// Excel copy of the CSV export.

use rust_xlsxwriter::Workbook;
use snafu::prelude::*;

use crate::audit::{io_csv::*, *};

pub const SHEET_NAME: &str = "심사집계부";

/// The Excel file written next to a CSV export.
pub fn xlsx_path(csv_path: &Path) -> PathBuf {
    csv_path.with_extension("xlsx")
}

/// Writes the same columns and rows as the CSV export, total row included.
///
/// Returns nothing when there are no records or no selected candidates.
pub fn write_xlsx(path: &Path, records: &[PageRecord], selected: &[String]) -> AuditResult<Option<PathBuf>> {
    if records.is_empty() || selected.is_empty() {
        return Ok(None);
    }
    let path_str = path.display().to_string();

    let mut workbook = Workbook::new();
    let worksheet = workbook.add_worksheet();
    worksheet
        .set_name(SHEET_NAME)
        .context(XlsxWriteSnafu { path: &path_str })?;
    for (col, name) in header(selected).iter().enumerate() {
        worksheet
            .write_string(0, col as u16, name)
            .context(XlsxWriteSnafu { path: &path_str })?;
    }
    for (idx, row) in export_rows(records, selected).iter().enumerate() {
        let r = idx as u32 + 1;
        worksheet
            .write_string(r, 0, &row.district)
            .context(XlsxWriteSnafu { path: &path_str })?;
        worksheet
            .write_string(r, 1, &row.voting_type)
            .context(XlsxWriteSnafu { path: &path_str })?;
        for (col, c) in row.cells.iter().enumerate() {
            worksheet
                .write_number(r, col as u16 + 2, *c as f64)
                .context(XlsxWriteSnafu { path: &path_str })?;
        }
    }
    workbook
        .save(path)
        .context(XlsxWriteSnafu { path: &path_str })?;
    Ok(Some(path.to_path_buf()))
}

#[cfg(test)]
mod tests {
    use super::*;
    use calamine::{open_workbook, DataType, Reader, Xlsx};

    fn record(district: &str, c: u64, r: u64) -> PageRecord {
        PageRecord {
            page_number: Some(1),
            district: district.to_string(),
            voting_type: "선거일 (Election Day)".to_string(),
            candidate_votes: vec![CandidateVote {
                candidate_name: "이재명".to_string(),
                classified_votes: c,
                reconfirm_votes: r,
                total_votes: c + r,
            }],
            valid_votes: c + r,
            invalid_votes: 1,
            total_votes: c + r + 1,
        }
    }

    #[test]
    fn excel_copy() {
        let dir = tempfile::tempdir().unwrap();
        let csv_p = dir.path().join(export_file_name(1));
        let p = xlsx_path(&csv_p);
        assert_eq!(p.extension().and_then(|e| e.to_str()), Some("xlsx"));

        let records = vec![record("한림읍", 100, 5), record("101", 10, 2)];
        let written = write_xlsx(&p, &records, &["이재명".to_string()]).unwrap();
        assert_eq!(written, Some(p.clone()));

        let mut workbook: Xlsx<_> = open_workbook(&p).unwrap();
        let range = workbook.worksheet_range(SHEET_NAME).unwrap().unwrap();
        let rows: Vec<Vec<DataType>> = range.rows().map(|r| r.to_vec()).collect();
        assert_eq!(rows.len(), 4);
        assert_eq!(rows[0][0], DataType::String("투표구".to_string()));
        assert_eq!(rows[0][7], DataType::String("이재명_계".to_string()));
        assert_eq!(rows[1][0], DataType::String("한림읍".to_string()));
        // Text stays text even when it looks like a number.
        assert_eq!(rows[2][0], DataType::String("101".to_string()));
        assert_eq!(rows[2][4], DataType::Float(13.0));
        assert_eq!(rows[3][0], DataType::String(TOTAL_ROW_LABEL.to_string()));
        assert_eq!(rows[3][5], DataType::Float(110.0));
        assert_eq!(rows[3][7], DataType::Float(117.0));
    }

    #[test]
    fn nothing_to_write() {
        let dir = tempfile::tempdir().unwrap();
        let p = dir.path().join("out.xlsx");
        assert_eq!(write_xlsx(&p, &[], &["이재명".to_string()]).unwrap(), None);
        assert_eq!(write_xlsx(&p, &[record("한림읍", 1, 0)], &[]).unwrap(), None);
        assert!(!p.exists());
    }
}
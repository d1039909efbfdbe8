use std::path::Path;

pub fn simplify_file_name(path: &Path) -> String {
    path.file_name()
        .and_then(|s| s.to_str())
        .map(|s| s.to_string())
        .unwrap_or_else(|| path.display().to_string())
}

/// Formats a count with thousands separators, as printed on the tally documents.
pub fn format_count(x: u64) -> String {
    let digits = x.to_string();
    let mut res = String::new();
    for (idx, c) in digits.chars().enumerate() {
        if idx > 0 && (digits.len() - idx) % 3 == 0 {
            res.push(',');
        }
        res.push(c);
    }
    res
}
use crate::audit::*;

use serde::{Deserialize, Serialize};
use serde_json::Value as JSValue;
use snafu::prelude::*;

pub const DEFAULT_CONTEST_NAME: &str = "제21대 대통령선거";
pub const DEFAULT_DPI: u32 = 200;

#[derive(Eq, PartialEq, Debug, Clone, Default, Serialize, Deserialize)]
pub struct OutputSettings {
    #[serde(rename = "contestName")]
    pub contest_name: Option<String>,
    #[serde(rename = "outputDirectory")]
    pub output_directory: Option<String>,
}

#[derive(Eq, PartialEq, Debug, Clone, Default, Serialize, Deserialize)]
pub struct ModelSettings {
    pub model: Option<String>,
    pub endpoint: Option<String>,
    #[serde(rename = "timeoutSeconds")]
    pub timeout_seconds: Option<u64>,
}

#[derive(Eq, PartialEq, Debug, Clone, Default, Serialize, Deserialize)]
pub struct RenderSettings {
    #[serde(rename = "dpi")]
    _dpi: Option<u32>,
}

impl RenderSettings {
    pub fn dpi(&self) -> u32 {
        self._dpi.unwrap_or(DEFAULT_DPI)
    }
}

#[derive(Eq, PartialEq, Debug, Clone, Default, Serialize, Deserialize)]
pub struct AuditConfig {
    #[serde(rename = "outputSettings", default)]
    pub output_settings: OutputSettings,
    pub candidates: Option<Vec<String>>,
    #[serde(rename = "pageRanges")]
    pub page_ranges: Option<Vec<PageRange>>,
    #[serde(default)]
    pub model: ModelSettings,
    #[serde(default)]
    pub render: RenderSettings,
}

impl AuditConfig {
    /// The candidates the model is asked for.
    pub fn target_candidates(&self) -> Vec<String> {
        match &self.candidates {
            Some(cs) => cs.clone(),
            None => TARGET_CANDIDATES.iter().map(|s| s.to_string()).collect(),
        }
    }

    pub fn classification_table(&self) -> ClassificationTable {
        match &self.page_ranges {
            Some(ranges) => ClassificationTable::new(ranges.clone()),
            None => ClassificationTable::default(),
        }
    }
}

fn validate_page_ranges(ranges: &[PageRange]) -> AuditResult<()> {
    for r in ranges.iter() {
        if r.first == 0 || r.first > r.last {
            return InvalidPageRangeSnafu {
                first: r.first,
                last: r.last,
                label: r.label.clone(),
            }
            .fail();
        }
    }
    Ok(())
}

pub fn read_config(path: &str) -> AuditResult<AuditConfig> {
    let contents = fs::read_to_string(path).context(OpeningJsonSnafu { path })?;
    let config: AuditConfig = serde_json::from_str(&contents).context(ParsingJsonSnafu {})?;
    if let Some(ranges) = &config.page_ranges {
        validate_page_ranges(ranges)?;
    }
    Ok(config)
}

pub fn read_summary(path: &str) -> AuditResult<JSValue> {
    let contents = fs::read_to_string(path).context(OpeningJsonSnafu { path })?;
    let js: JSValue = serde_json::from_str(contents.as_str()).context(ParsingJsonSnafu {})?;
    debug!("read_summary: {:?}", js);
    Ok(js)
}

-*-

- Exercise -
The response is to be a bare number: the tally of lines in the listing above with the word "crate".

- Written answer -
2